Background Missed abortion is a peculiar form of spontaneous abortion before 20 weeks' gestation. The definite etiology and pathogenesis are not fully understood. Recent studies have demonstrated that p53/Mdm2-mediated ubiquitination of the IGF-1R may be closely related to G-protein-coupled receptor kinases (GRK)/β-arrestin1 system. Our previous studies have confirmed that the elevated expression of p53 and Mdm2 may be responsible for apoptosis during missed abortion. However, there was no information surrounding β-arrestin1 in missed abortion. Methods The mRNA levels of β-arrestin1 in villous samples of 30 missed abortion patients and 31 healthy controls were determined by real-time quantitative polymerase chain reaction (PCR). Immunohistochemistry was used to explore the expression and location of β-arrestin1, p53, Mdm2, VEGF and HIF-lα in trophoblasts. Transwell assays were performed to examine the influences of β-arrestin1 expression on cell invasion.
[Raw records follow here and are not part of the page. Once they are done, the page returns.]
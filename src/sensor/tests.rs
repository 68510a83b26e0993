//! Unit tests for the LTR-303 driver against a register-level fake bus.

use super::ltr303::{lux, Channels, Gain, IntegrationTime, Ltr303, Ltr303Config, LTR303_ADDR};
use crate::error::Error;
use crate::io::LightSource;
use embedded_hal::delay::DelayNs;
use embedded_hal::i2c::{ErrorKind, ErrorType, I2c, Operation};

// ═══════════════════════════════════════════════════════════════════════════
// Fake I²C bus
// ═══════════════════════════════════════════════════════════════════════════

/// 256 byte-wide registers with an auto-incrementing pointer.
struct FakeBus {
    regs: [u8; 256],
    writes: Vec<(u8, u8)>,
    fail: bool,
}

impl FakeBus {
    fn ltr303() -> Self {
        let mut regs = [0u8; 256];
        regs[0x86] = 0xA0;
        regs[0x87] = 0x05;
        Self {
            regs,
            writes: Vec::new(),
            fail: false,
        }
    }

    fn with_sample(mut self, status: u8, ch0: u16, ch1: u16) -> Self {
        self.regs[0x8C] = status;
        self.regs[0x88..0x8A].copy_from_slice(&ch1.to_le_bytes());
        self.regs[0x8A..0x8C].copy_from_slice(&ch0.to_le_bytes());
        self
    }
}

impl ErrorType for FakeBus {
    type Error = ErrorKind;
}

impl I2c for FakeBus {
    fn transaction(
        &mut self,
        address: u8,
        operations: &mut [Operation<'_>],
    ) -> Result<(), Self::Error> {
        if self.fail {
            return Err(ErrorKind::Other);
        }
        assert_eq!(address, LTR303_ADDR);

        let mut ptr = 0usize;
        for op in operations {
            match op {
                Operation::Write(bytes) => {
                    ptr = bytes[0] as usize;
                    for (i, &b) in bytes[1..].iter().enumerate() {
                        self.regs[ptr + i] = b;
                        self.writes.push(((ptr + i) as u8, b));
                    }
                }
                Operation::Read(buf) => {
                    for (i, b) in buf.iter_mut().enumerate() {
                        *b = self.regs[ptr + i];
                    }
                }
            }
        }
        Ok(())
    }
}

struct NoDelay;

impl DelayNs for NoDelay {
    fn delay_ns(&mut self, _ns: u32) {}
}

fn approx(a: f32, b: f32) -> bool {
    (a - b).abs() < 0.01
}

// ═══════════════════════════════════════════════════════════════════════════
// Initialisation
// ═══════════════════════════════════════════════════════════════════════════

#[test]
fn begin_resets_then_configures() {
    let mut sensor = Ltr303::new(FakeBus::ltr303(), Ltr303Config::METER);
    sensor.begin(&mut NoDelay).unwrap();

    let bus = sensor.release();
    assert_eq!(
        bus.writes,
        [
            (0x80, 0x02), // SW reset
            (0x85, 0x08), // 50 ms integration, 50 ms rate
            (0x80, 0x01), // 1× gain, active
        ]
    );
}

#[test]
fn begin_rejects_wrong_part_id() {
    let mut bus = FakeBus::ltr303();
    bus.regs[0x86] = 0x90;
    let mut sensor = Ltr303::new(bus, Ltr303Config::METER);
    assert_eq!(sensor.begin(&mut NoDelay), Err(Error::SensorNotFound));

    // The id is only checked once the part has been reset and enabled.
    let bus = sensor.release();
    assert_eq!(bus.writes, [(0x80, 0x02), (0x85, 0x08), (0x80, 0x01)]);
}

#[test]
fn begin_reports_bus_failure() {
    let mut bus = FakeBus::ltr303();
    bus.fail = true;
    let mut sensor = Ltr303::new(bus, Ltr303Config::METER);
    assert_eq!(sensor.begin(&mut NoDelay), Err(Error::SensorBus));
}

#[test]
fn set_config_writes_gain_bits() {
    let mut sensor = Ltr303::new(FakeBus::ltr303(), Ltr303Config::METER);
    sensor
        .set_config(Ltr303Config {
            gain: Gain::X96,
            ..Ltr303Config::METER
        })
        .unwrap();
    assert_eq!(sensor.config().gain, Gain::X96);
    assert_eq!(sensor.config().integration, Ltr303Config::METER.integration);

    let bus = sensor.release();
    assert_eq!(bus.regs[0x80], (0b111 << 2) | 0x01);
}

// ═══════════════════════════════════════════════════════════════════════════
// Sampling
// ═══════════════════════════════════════════════════════════════════════════

#[test]
fn poll_returns_none_without_new_data() {
    let bus = FakeBus::ltr303().with_sample(0x00, 1000, 200);
    let mut sensor = Ltr303::new(bus, Ltr303Config::METER);
    assert_eq!(sensor.poll_lux(), Ok(None));
}

#[test]
fn poll_returns_none_for_invalid_data() {
    let bus = FakeBus::ltr303().with_sample(0x84, 1000, 200);
    let mut sensor = Ltr303::new(bus, Ltr303Config::METER);
    assert_eq!(sensor.poll_lux(), Ok(None));
}

#[test]
fn poll_reads_channels_in_datasheet_order() {
    let bus = FakeBus::ltr303().with_sample(0x04, 1000, 200);
    let mut sensor = Ltr303::new(bus, Ltr303Config::METER);
    let channels = sensor.read_channels().unwrap();
    assert_eq!(channels, Channels { ch0: 1000, ch1: 200 });

    // (1.7743·1000 + 1.1059·200) / 1 / 0.5
    let lux = sensor.poll_lux().unwrap().unwrap();
    assert!(approx(lux, 3990.96));
}

#[test]
fn read_light_swallows_bus_errors() {
    let mut bus = FakeBus::ltr303().with_sample(0x04, 1000, 200);
    bus.fail = true;
    let mut sensor = Ltr303::new(bus, Ltr303Config::METER);
    assert_eq!(sensor.read_light(), None);
}

// ═══════════════════════════════════════════════════════════════════════════
// Lux conversion
// ═══════════════════════════════════════════════════════════════════════════

#[test]
fn lux_of_darkness_is_zero() {
    let dark = Channels { ch0: 0, ch1: 0 };
    assert_eq!(lux(dark, Gain::X1, IntegrationTime::Ms100), 0.0);
}

#[test]
fn lux_uses_ratio_bands() {
    let mid = Channels { ch0: 500, ch1: 500 };
    // ratio 0.5: 4.2785·500 − 1.9548·500
    assert!(approx(lux(mid, Gain::X1, IntegrationTime::Ms100), 1161.85));

    let ir = Channels { ch0: 10, ch1: 90 };
    assert_eq!(lux(ir, Gain::X1, IntegrationTime::Ms100), 0.0);
}

#[test]
fn lux_scales_with_gain_and_integration() {
    let ch = Channels { ch0: 960, ch1: 0 };
    let base = lux(ch, Gain::X1, IntegrationTime::Ms100);
    assert!(approx(lux(ch, Gain::X96, IntegrationTime::Ms100), base / 96.0));
    assert!(approx(lux(ch, Gain::X1, IntegrationTime::Ms400), base / 4.0));
}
Furthermore, we tested the effect of β-arrestin1 on the expression of p53, Mdm2, ERK, AKT and NF-κB. Results The expression of β-arrestin1 in the villous samples of missed abortion group was dramatically lower than control group by quantitative real-time-PCR and immunohistochemistry. Furthermore, the patients with missed abortion showed significantly higher levels of p53, Mdm2, HIF-lα and lower level of VEGF than healthy controls by immunohistochemistry. Functional studies showed that suppression of β-arrestin1 in HTR-8 cells inhibited cell invasion. The protein expressions of ERK and AKT in HTR-8 cells were significantly downregulated by reducing the expression of β-arrestin1, while the expressions of p53, Mdm2, NF-κB were enhanced. Overexpression of β-arrestin1 exhibited the adverse effect. Conclusion Our data indicated that β-arrestin1 play an important role in maintaining the maternal-fetal tolerance, the decreased expression of β-arrestin1 in the villous samples may be related with the development of missed abortion.